▶ PROBLEM TO WORK ON
Below are records; output exactly the lines from the one with "pub fn record_payment_initialized(gateway: &str, outcome: &str)" through their final line.

[Stored data entries]
● ● ● ●
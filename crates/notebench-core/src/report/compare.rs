use serde::Serialize;

use crate::run::model::RunSummary;

// ---------------------------------------------------------------------------
// Table metrics
// ---------------------------------------------------------------------------

/// Which direction is an improvement for a ranked metric.
#[derive(Debug, Clone, Copy, PartialEq, Eq)]
pub enum Polarity {
    HigherBetter,
    LowerBetter,
}

/// The rows of the comparison table, in display order.
///
/// Ranked metrics take part in deviation coloring and the combined score;
/// the resource means are displayed as plain values.
#[derive(Debug, Clone, Copy, PartialEq, Eq, Serialize)]
#[serde(rename_all = "snake_case")]
pub enum TableMetric {
    RequestsPerSec,
    FailuresPerSec,
    ResponsesPerSec,
    P50,
    P75,
    P99,
    BlendedLatency,
    BenchmarkCpu,
    BenchmarkMem,
    DbCpu,
    DbMem,
}

impl TableMetric {
    pub const ALL: [TableMetric; 11] = [
        TableMetric::RequestsPerSec,
        TableMetric::FailuresPerSec,
        TableMetric::ResponsesPerSec,
        TableMetric::P50,
        TableMetric::P75,
        TableMetric::P99,
        TableMetric::BlendedLatency,
        TableMetric::BenchmarkCpu,
        TableMetric::BenchmarkMem,
        TableMetric::DbCpu,
        TableMetric::DbMem,
    ];

    pub fn label(&self) -> &'static str {
        match self {
            TableMetric::RequestsPerSec => "Requests/s",
            TableMetric::FailuresPerSec => "Failures/s",
            TableMetric::ResponsesPerSec => "Responses/s",
            TableMetric::P50 => "50% (ms)",
            TableMetric::P75 => "75% (ms)",
            TableMetric::P99 => "99% (ms)",
            TableMetric::BlendedLatency => "Avg Latency (ms)",
            TableMetric::BenchmarkCpu => "Benchmark CPU (%)",
            TableMetric::BenchmarkMem => "Benchmark Mem (MB)",
            TableMetric::DbCpu => "DB CPU (%)",
            TableMetric::DbMem => "DB Mem (MB)",
        }
    }

    /// `None` for display-only metrics outside the ranked set.
    pub fn polarity(&self) -> Option<Polarity> {
        match self {
            TableMetric::RequestsPerSec | TableMetric::ResponsesPerSec => {
                Some(Polarity::HigherBetter)
            }
            TableMetric::FailuresPerSec
            | TableMetric::P50
            | TableMetric::P75
            | TableMetric::P99
            | TableMetric::BlendedLatency => Some(Polarity::LowerBetter),
            TableMetric::BenchmarkCpu
            | TableMetric::BenchmarkMem
            | TableMetric::DbCpu
            | TableMetric::DbMem => None,
        }
    }

    pub fn value(&self, summary: &RunSummary) -> Option<f64> {
        match self {
            TableMetric::RequestsPerSec => summary.requests_per_sec,
            TableMetric::FailuresPerSec => summary.failures_per_sec,
            TableMetric::ResponsesPerSec => summary.responses_per_sec,
            TableMetric::P50 => summary.p50_ms,
            TableMetric::P75 => summary.p75_ms,
            TableMetric::P99 => summary.p99_ms,
            TableMetric::BlendedLatency => summary.blended_latency_ms,
            TableMetric::BenchmarkCpu => summary.benchmark_cpu_pct,
            TableMetric::BenchmarkMem => summary.benchmark_mem_mb,
            TableMetric::DbCpu => summary.db_cpu_pct,
            TableMetric::DbMem => summary.db_mem_mb,
        }
    }
}

// ---------------------------------------------------------------------------
// ComparisonTable — ranked columns and deviation cells
// ---------------------------------------------------------------------------

/// One table cell: a run's summary value for a metric, plus its percentage
/// deviation from the best run when the metric is ranked.
///
/// `deviation_pct` is absent when the value itself is absent, the metric is
/// unranked, or the best value is zero (a percentage of zero is undefined; a
/// zero value still ties the best at 0%). `favorable` follows the metric's
/// polarity: an improvement or a tie with the best is favorable.
#[derive(Debug, Clone, PartialEq, Serialize)]
#[serde(rename_all = "snake_case")]
pub struct TableCell {
    pub value: Option<f64>,
    #[serde(skip_serializing_if = "Option::is_none")]
    pub deviation_pct: Option<f64>,
    #[serde(skip_serializing_if = "Option::is_none")]
    pub favorable: Option<bool>,
}

#[derive(Debug, Clone, Serialize)]
#[serde(rename_all = "snake_case")]
pub struct TableRow {
    pub metric: TableMetric,
    pub label: &'static str,
    /// Cells in column order.
    pub cells: Vec<TableCell>,
}

/// The ranked comparison table: columns are runs sorted by descending
/// combined score (best leftmost), rows follow [`TableMetric::ALL`].
#[derive(Debug, Clone, Serialize)]
#[serde(rename_all = "snake_case")]
pub struct ComparisonTable {
    /// Run names in column order.
    pub columns: Vec<String>,
    /// Combined score per column, same order.
    pub scores: Vec<f64>,
    pub rows: Vec<TableRow>,
}

/// Build the comparison table for the given runs.
///
/// Per ranked metric, the best value among the runs is the minimum or
/// maximum per polarity; each run's deviation is `(value − best) / best ×
/// 100`, sign preserved. The combined score adds a favorable deviation as-is
/// and subtracts the absolute value of an unfavorable one; runs are then
/// ordered by descending score, name as tie-break.
pub fn build_table(runs: &[(&str, &RunSummary)]) -> ComparisonTable {
    // Per-metric cells in input order, scores accumulated alongside.
    let mut scores = vec![0.0f64; runs.len()];
    let mut unordered_rows: Vec<(TableMetric, Vec<TableCell>)> =
        Vec::with_capacity(TableMetric::ALL.len());

    for metric in TableMetric::ALL {
        let values: Vec<Option<f64>> = runs.iter().map(|(_, s)| metric.value(s)).collect();

        let cells = match metric.polarity() {
            Some(polarity) => {
                let best = best_value(polarity, &values);
                values
                    .iter()
                    .enumerate()
                    .map(|(i, value)| {
                        let cell = ranked_cell(polarity, best, *value);
                        if let (Some(dev), Some(fav)) = (cell.deviation_pct, cell.favorable) {
                            scores[i] += if fav { dev } else { -dev.abs() };
                        }
                        cell
                    })
                    .collect()
            }
            None => values
                .into_iter()
                .map(|value| TableCell {
                    value,
                    deviation_pct: None,
                    favorable: None,
                })
                .collect(),
        };

        unordered_rows.push((metric, cells));
    }

    // Column order: descending combined score, best leftmost.
    let mut order: Vec<usize> = (0..runs.len()).collect();
    order.sort_by(|&a, &b| {
        scores[b]
            .total_cmp(&scores[a])
            .then_with(|| runs[a].0.cmp(runs[b].0))
    });

    ComparisonTable {
        columns: order.iter().map(|&i| runs[i].0.to_string()).collect(),
        scores: order.iter().map(|&i| scores[i]).collect(),
        rows: unordered_rows
            .into_iter()
            .map(|(metric, cells)| TableRow {
                metric,
                label: metric.label(),
                cells: order.iter().map(|&i| cells[i].clone()).collect(),
            })
            .collect(),
    }
}

fn best_value(polarity: Polarity, values: &[Option<f64>]) -> Option<f64> {
    let present = values.iter().flatten().copied();
    match polarity {
        Polarity::LowerBetter => present.reduce(f64::min),
        Polarity::HigherBetter => present.reduce(f64::max),
    }
}

fn ranked_cell(polarity: Polarity, best: Option<f64>, value: Option<f64>) -> TableCell {
    let deviation_pct = match (best, value) {
        (Some(best), Some(value)) if best != 0.0 => Some((value - best) / best * 100.0),
        (Some(best), Some(value)) if best == 0.0 && value == 0.0 => Some(0.0),
        _ => None,
    };
    let favorable = deviation_pct.map(|dev| match polarity {
        Polarity::LowerBetter => dev <= 0.0,
        Polarity::HigherBetter => dev >= 0.0,
    });
    TableCell {
        value,
        deviation_pct,
        favorable,
    }
}

// ---------------------------------------------------------------------------
// Tests
// ---------------------------------------------------------------------------

#[cfg(test)]
mod tests {
    use super::*;

    fn summary_with_latency(blended: f64) -> RunSummary {
        RunSummary {
            requests_per_sec: Some(100.0),
            failures_per_sec: Some(0.0),
            responses_per_sec: Some(100.0),
            p50_ms: Some(blended),
            p75_ms: Some(blended),
            p99_ms: Some(blended),
            blended_latency_ms: Some(blended),
            ..RunSummary::default()
        }
    }

    fn find_row<'t>(table: &'t ComparisonTable, metric: TableMetric) -> &'t TableRow {
        table
            .rows
            .iter()
            .find(|r| r.metric == metric)
            .expect("row present")
    }

    fn column_index(table: &ComparisonTable, name: &str) -> usize {
        table
            .columns
            .iter()
            .position(|c| c == name)
            .expect("column present")
    }

    // -----------------------------------------------------------------------
    // Deviation sign convention
    // -----------------------------------------------------------------------

    #[test]
    fn lower_better_deviation_is_positive_and_unfavorable() {
        let a = summary_with_latency(100.0);
        let b = summary_with_latency(150.0);
        let table = build_table(&[("a", &a), ("b", &b)]);

        let row = find_row(&table, TableMetric::BlendedLatency);
        let a_cell = &row.cells[column_index(&table, "a")];
        let b_cell = &row.cells[column_index(&table, "b")];

        assert_eq!(a_cell.deviation_pct, Some(0.0));
        assert_eq!(a_cell.favorable, Some(true));
        assert_eq!(b_cell.deviation_pct, Some(50.0));
        assert_eq!(b_cell.favorable, Some(false));
    }

    #[test]
    fn higher_better_deviation_is_negative_and_unfavorable() {
        let mut a = summary_with_latency(100.0);
        a.requests_per_sec = Some(200.0);
        let mut b = summary_with_latency(100.0);
        b.requests_per_sec = Some(150.0);
        let table = build_table(&[("a", &a), ("b", &b)]);

        let row = find_row(&table, TableMetric::RequestsPerSec);
        let b_cell = &row.cells[column_index(&table, "b")];
        assert_eq!(b_cell.deviation_pct, Some(-25.0));
        assert_eq!(b_cell.favorable, Some(false));

        let a_cell = &row.cells[column_index(&table, "a")];
        assert_eq!(a_cell.deviation_pct, Some(0.0));
        assert_eq!(a_cell.favorable, Some(true));
    }

    // -----------------------------------------------------------------------
    // Combined score and column order
    // -----------------------------------------------------------------------

    #[test]
    fn best_scoring_run_is_leftmost() {
        // "fast" is best on every ranked metric, "slow" worst.
        let fast = summary_with_latency(50.0);
        let mid = summary_with_latency(100.0);
        let slow = summary_with_latency(200.0);
        let table = build_table(&[("mid", &mid), ("slow", &slow), ("fast", &fast)]);

        assert_eq!(table.columns, vec!["fast", "mid", "slow"]);
        assert!(table.scores[0] >= table.scores[1]);
        assert!(table.scores[1] >= table.scores[2]);
    }

    #[test]
    fn best_run_scores_zero_when_others_trail() {
        let fast = summary_with_latency(50.0);
        let slow = summary_with_latency(100.0);
        let table = build_table(&[("slow", &slow), ("fast", &fast)]);

        // fast ties or wins every ranked metric, so nothing is subtracted.
        assert_eq!(table.columns[0], "fast");
        assert_eq!(table.scores[0], 0.0);
        assert!(table.scores[1] < 0.0);
    }

    #[test]
    fn unfavorable_deviations_subtract_from_the_score() {
        // slow trails by +100% on each of the five lower-better metrics.
        let fast = summary_with_latency(50.0);
        let slow = summary_with_latency(100.0);
        let table = build_table(&[("slow", &slow), ("fast", &fast)]);

        let slow_score = table.scores[column_index(&table, "slow")];
        assert!((slow_score - (-500.0)).abs() < 1e-9);
    }

    #[test]
    fn tied_scores_order_by_name() {
        let a = summary_with_latency(100.0);
        let b = summary_with_latency(100.0);
        let table = build_table(&[("zeta", &b), ("alpha", &a)]);
        assert_eq!(table.columns, vec!["alpha", "zeta"]);
    }

    // -----------------------------------------------------------------------
    // Zero-best and missing values
    // -----------------------------------------------------------------------

    #[test]
    fn zero_best_leaves_nonzero_values_without_percentage() {
        let mut clean = summary_with_latency(100.0);
        clean.failures_per_sec = Some(0.0);
        let mut failing = summary_with_latency(100.0);
        failing.failures_per_sec = Some(2.5);
        let table = build_table(&[("clean", &clean), ("failing", &failing)]);

        let row = find_row(&table, TableMetric::FailuresPerSec);
        let clean_cell = &row.cells[column_index(&table, "clean")];
        let failing_cell = &row.cells[column_index(&table, "failing")];

        assert_eq!(clean_cell.deviation_pct, Some(0.0));
        assert_eq!(failing_cell.deviation_pct, None);
        assert_eq!(failing_cell.value, Some(2.5));
    }

    #[test]
    fn missing_summary_value_yields_empty_cell_and_no_score_change() {
        let a = summary_with_latency(100.0);
        let empty = RunSummary::default();
        let table = build_table(&[("a", &a), ("empty", &empty)]);

        let row = find_row(&table, TableMetric::BlendedLatency);
        let empty_cell = &row.cells[column_index(&table, "empty")];
        assert_eq!(empty_cell.value, None);
        assert_eq!(empty_cell.deviation_pct, None);

        let empty_score = table.scores[column_index(&table, "empty")];
        assert_eq!(empty_score, 0.0);
    }

    // -----------------------------------------------------------------------
    // Unranked metrics and single-run tables
    // -----------------------------------------------------------------------

    #[test]
    fn resource_metrics_are_displayed_without_ranking() {
        let mut a = summary_with_latency(100.0);
        a.benchmark_cpu_pct = Some(80.0);
        let mut b = summary_with_latency(100.0);
        b.benchmark_cpu_pct = Some(20.0);
        let table = build_table(&[("a", &a), ("b", &b)]);

        let row = find_row(&table, TableMetric::BenchmarkCpu);
        for cell in &row.cells {
            assert_eq!(cell.deviation_pct, None);
            assert_eq!(cell.favorable, None);
        }
    }

    #[test]
    fn single_run_table_has_one_column_and_zero_score() {
        let a = summary_with_latency(100.0);
        let table = build_table(&[("only", &a)]);
        assert_eq!(table.columns, vec!["only"]);
        assert_eq!(table.scores, vec![0.0]);
        assert_eq!(table.rows.len(), TableMetric::ALL.len());
    }
}
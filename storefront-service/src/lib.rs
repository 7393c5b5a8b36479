pub mod config;
pub mod handlers;
pub mod models;
pub mod services;

use axum::middleware::from_fn;
use axum::{
    routing::{delete, get, patch, post},
    Router,
};
use secrecy::ExposeSecret;
use service_core::middleware::tracing::request_id_middleware;
use std::net::SocketAddr;
use tokio::net::TcpListener;
use tower_http::cors::CorsLayer;
use tower_http::trace::TraceLayer;

use config::Config;
use services::{init_metrics, Database, Mailer, PaystackClient};

/// Shared application state.
#[derive(Clone)]
pub struct AppState {
    pub db: Database,
    pub config: Config,
    pub paystack: PaystackClient,
    pub mailer: Mailer,
}

/// Application container for managing server lifecycle.
pub struct Application {
    port: u16,
    listener: TcpListener,
    router: Router,
}

impl Application {
    /// Build the application with the given configuration.
    pub async fn build(config: Config) -> anyhow::Result<Self> {
        init_metrics();

        let db = Database::new(
            config.database.url.expose_secret(),
            config.database.max_connections,
            config.database.min_connections,
        )
        .await?;
        db.run_migrations().await?;

        let paystack = PaystackClient::new(config.paystack.clone());
        if paystack.is_configured() {
            tracing::info!("Paystack client initialized");
        } else {
            tracing::warn!("Paystack credentials not configured - checkout will be limited");
        }

        let mailer = Mailer::new(config.smtp.clone())?;
        if !mailer.is_enabled() {
            tracing::info!("SMTP disabled, transactional email will be skipped");
        }

        let state = AppState {
            db,
            config: config.clone(),
            paystack,
            mailer,
        };

        let router = Self::router(state);

        // Port 0 binds a random port, used by the integration tests.
        let addr: SocketAddr = format!("{}:{}", config.server.host, config.server.port).parse()?;
        let listener = TcpListener::bind(addr).await?;
        let port = listener.local_addr()?.port();

        Ok(Self {
            port,
            listener,
            router,
        })
    }

    fn router(state: AppState) -> Router {
        Router::new()
            .route("/health", get(handlers::health_check))
            .route("/ready", get(handlers::readiness_check))
            .route("/metrics", get(handlers::metrics))
            // Menu catalog
            .route("/menu/categories", get(handlers::menu::list_categories))
            .route("/menu/categories", post(handlers::menu::create_category))
            .route("/menu/items", get(handlers::menu::list_items))
            .route("/menu/items", post(handlers::menu::create_item))
            .route("/menu/items/:slug", get(handlers::menu::get_item))
            .route("/menu/items/:slug", patch(handlers::menu::update_item))
            .route("/menu/items/:slug/reviews", get(handlers::menu::list_reviews))
            .route("/menu/items/:slug/reviews", post(handlers::menu::submit_review))
            // Cart
            .route("/cart", get(handlers::cart::get_cart))
            .route("/cart", delete(handlers::cart::clear_cart))
            .route("/cart/items", post(handlers::cart::add_item))
            .route("/cart/items/:id", patch(handlers::cart::update_item_quantity))
            .route("/cart/items/:id", delete(handlers::cart::remove_item))
            // Orders
            .route("/orders/checkout", post(handlers::orders::checkout))
            .route("/orders", get(handlers::orders::list_orders))
            .route("/orders/:order_number", get(handlers::orders::get_order))
            .route(
                "/orders/:order_number/status",
                patch(handlers::orders::update_status),
            )
            .route(
                "/orders/:order_number/tracking",
                post(handlers::orders::set_tracking),
            )
            .route(
                "/orders/:order_number/payments",
                get(handlers::payments::list_for_order),
            )
            // Payments
            .route("/payments/initialize", post(handlers::payments::initialize))
            .route("/payments/verify/:reference", get(handlers::payments::verify))
            .route("/webhooks/paystack", post(handlers::payments::webhook))
            // Shipping
            .route(
                "/shipping/destinations",
                get(handlers::shipping::list_destinations),
            )
            .route(
                "/shipping/destinations/:id",
                get(handlers::shipping::get_destination),
            )
            .route("/shipping/quote", post(handlers::shipping::quote))
            .route("/shipping/orders", post(handlers::shipping::create_order))
            .route("/shipping/orders", get(handlers::shipping::list_orders))
            .route("/shipping/orders/:id", get(handlers::shipping::get_order))
            .route(
                "/shipping/orders/:id/tracking",
                get(handlers::shipping::track_order),
            )
            .route(
                "/shipping/orders/:id/status",
                patch(handlers::shipping::update_order_status),
            )
            // Catering
            .route(
                "/catering/categories",
                get(handlers::catering::list_categories),
            )
            .route("/catering/packages", get(handlers::catering::list_packages))
            .route(
                "/catering/packages/:id",
                get(handlers::catering::get_package),
            )
            .route(
                "/catering/enquiries",
                post(handlers::catering::create_enquiry),
            )
            .route(
                "/catering/enquiries",
                get(handlers::catering::list_enquiries),
            )
            .route(
                "/catering/enquiries/:id/status",
                patch(handlers::catering::update_enquiry_status),
            )
            // Meal plans
            .route("/mealplans", get(handlers::mealplans::list_plans))
            .route("/mealplans/:slug", get(handlers::mealplans::get_plan))
            .route(
                "/mealplans/:slug/subscribe",
                post(handlers::mealplans::subscribe),
            )
            .route(
                "/subscriptions",
                get(handlers::mealplans::list_subscriptions),
            )
            .route(
                "/subscriptions/:id/pause",
                post(handlers::mealplans::pause_subscription),
            )
            .route(
                "/subscriptions/:id/resume",
                post(handlers::mealplans::resume_subscription),
            )
            .route(
                "/subscriptions/:id/cancel",
                post(handlers::mealplans::cancel_subscription),
            )
            .route(
                "/subscriptions/:id/change-plan",
                post(handlers::mealplans::change_plan),
            )
            // Training
            .route(
                "/training/packages",
                get(handlers::training::list_packages),
            )
            .route(
                "/training/packages/:slug",
                get(handlers::training::get_package),
            )
            .route(
                "/training/enquiries",
                post(handlers::training::create_enquiry),
            )
            .route(
                "/training/enquiries/:id/status",
                patch(handlers::training::update_enquiry_status),
            )
            // Blog
            .route("/blog/posts", get(handlers::blog::list_posts))
            .route("/blog/posts", post(handlers::blog::create_post))
            .route("/blog/posts/:slug", get(handlers::blog::get_post))
            .route(
                "/blog/posts/:slug/comments",
                get(handlers::blog::list_comments),
            )
            .route(
                "/blog/posts/:slug/comments",
                post(handlers::blog::create_comment),
            )
            .route(
                "/blog/comments/:id",
                patch(handlers::blog::moderate_comment),
            )
            // Gallery
            .route(
                "/gallery/categories",
                get(handlers::gallery::list_categories),
            )
            .route("/gallery/images", get(handlers::gallery::list_images))
            .layer(CorsLayer::permissive())
            .layer(from_fn(request_id_middleware))
            .layer(
                TraceLayer::new_for_http().make_span_with(|request: &axum::http::Request<_>| {
                    let request_id = request
                        .headers()
                        .get("x-request-id")
                        .and_then(|value| value.to_str().ok())
                        .unwrap_or("-");

                    tracing::info_span!(
                        "http_request",
                        request_id = %request_id,
                        method = %request.method(),
                        uri = %request.uri(),
                        version = ?request.version(),
                    )
                }),
            )
            .with_state(state)
    }

    pub async fn run_until_stopped(self) -> anyhow::Result<()> {
        tracing::info!("Listening on port {}", self.port);
        axum::serve(self.listener, self.router).await?;
        Ok(())
    }

    pub fn port(&self) -> u16 {
        self.port
    }
}
//! Prometheus metrics for the storefront.

use once_cell::sync::Lazy;
use prometheus::{
    histogram_opts, opts, register_histogram_vec, register_int_counter_vec, Encoder, HistogramVec,
    IntCounterVec, TextEncoder,
};
use std::sync::OnceLock;

/// Database query duration histogram
pub static DB_QUERY_DURATION: Lazy<HistogramVec> = Lazy::new(|| {
    register_histogram_vec!(
        histogram_opts!(
            "storefront_db_query_duration_seconds",
            "Database query duration"
        ),
        &["operation"]
    )
    .expect("Failed to register DB_QUERY_DURATION")
});

/// Orders created counter
pub static ORDERS_CREATED_TOTAL: OnceLock<IntCounterVec> = OnceLock::new();

/// Payment initializations counter
pub static PAYMENTS_INITIALIZED_TOTAL: OnceLock<IntCounterVec> = OnceLock::new();

/// Inbound webhook events counter
pub static WEBHOOK_EVENTS_TOTAL: OnceLock<IntCounterVec> = OnceLock::new();

/// Enquiries submitted counter
pub static ENQUIRIES_TOTAL: OnceLock<IntCounterVec> = OnceLock::new();

/// Initialize all metrics. Call once at startup.
pub fn init_metrics() {
    ORDERS_CREATED_TOTAL.get_or_init(|| {
        register_int_counter_vec!(
            opts!(
                "storefront_orders_created_total",
                "Orders created by order type"
            ),
            &["order_type"]
        )
        .expect("Failed to register ORDERS_CREATED_TOTAL")
    });

    PAYMENTS_INITIALIZED_TOTAL.get_or_init(|| {
        register_int_counter_vec!(
            opts!(
                "storefront_payments_initialized_total",
                "Payment initializations by gateway and outcome"
            ),
            &["gateway", "outcome"]
        )
        .expect("Failed to register PAYMENTS_INITIALIZED_TOTAL")
    });

    WEBHOOK_EVENTS_TOTAL.get_or_init(|| {
        register_int_counter_vec!(
            opts!(
                "storefront_webhook_events_total",
                "Inbound gateway webhooks by event and outcome"
            ),
            &["event", "outcome"]
        )
        .expect("Failed to register WEBHOOK_EVENTS_TOTAL")
    });

    ENQUIRIES_TOTAL.get_or_init(|| {
        register_int_counter_vec!(
            opts!(
                "storefront_enquiries_total",
                "Enquiries submitted by kind"
            ),
            &["kind"]
        )
        .expect("Failed to register ENQUIRIES_TOTAL")
    });

    // Force initialization of lazy statics
    let _ = &*DB_QUERY_DURATION;
}

/// Get metrics in Prometheus text format.
pub fn get_metrics() -> String {
    let encoder = TextEncoder::new();
    let metric_families = prometheus::gather();
    let mut buffer = Vec::new();
    encoder
        .encode(&metric_families, &mut buffer)
        .expect("Failed to encode metrics");
    String::from_utf8(buffer).expect("Failed to convert metrics to string")
}

pub fn record_order_created(order_type: &str) {
    if let Some(counter) = ORDERS_CREATED_TOTAL.get() {
        counter.with_label_values(&[order_type]).inc();
    }
}

pub fn record_payment_initialized(gateway: &str, outcome: &str) {
    if let Some(counter) = PAYMENTS_INITIALIZED_TOTAL.get() {
        counter.with_label_values(&[gateway, outcome]).inc();
    }
}

pub fn record_webhook_event(event: &str, outcome: &str) {
    if let Some(counter) = WEBHOOK_EVENTS_TOTAL.get() {
        counter.with_label_values(&[event, outcome]).inc();
    }
}

pub fn record_enquiry(kind: &str) {
    if let Some(counter) = ENQUIRIES_TOTAL.get() {
        counter.with_label_values(&[kind]).inc();
    }
}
● ● ● ●
▶ ANSWER FOR THE TASK
pub fn record_payment_initialized(gateway: &str, outcome: &str) {
    if let Some(counter) = PAYMENTS_INITIALIZED_TOTAL.get() {
        counter.with_label_values(&[gateway, outcome]).inc();
    }
}

pub fn record_webhook_event(event: &str, outcome: &str) {
    if let Some(counter) = WEBHOOK_EVENTS_TOTAL.get() {
        counter.with_label_values(&[event, outcome]).inc();
    }
}

pub fn record_enquiry(kind: &str) {
    if let Some(counter) = ENQUIRIES_TOTAL.get() {
        counter.with_label_values(&[kind]).inc();
    }
}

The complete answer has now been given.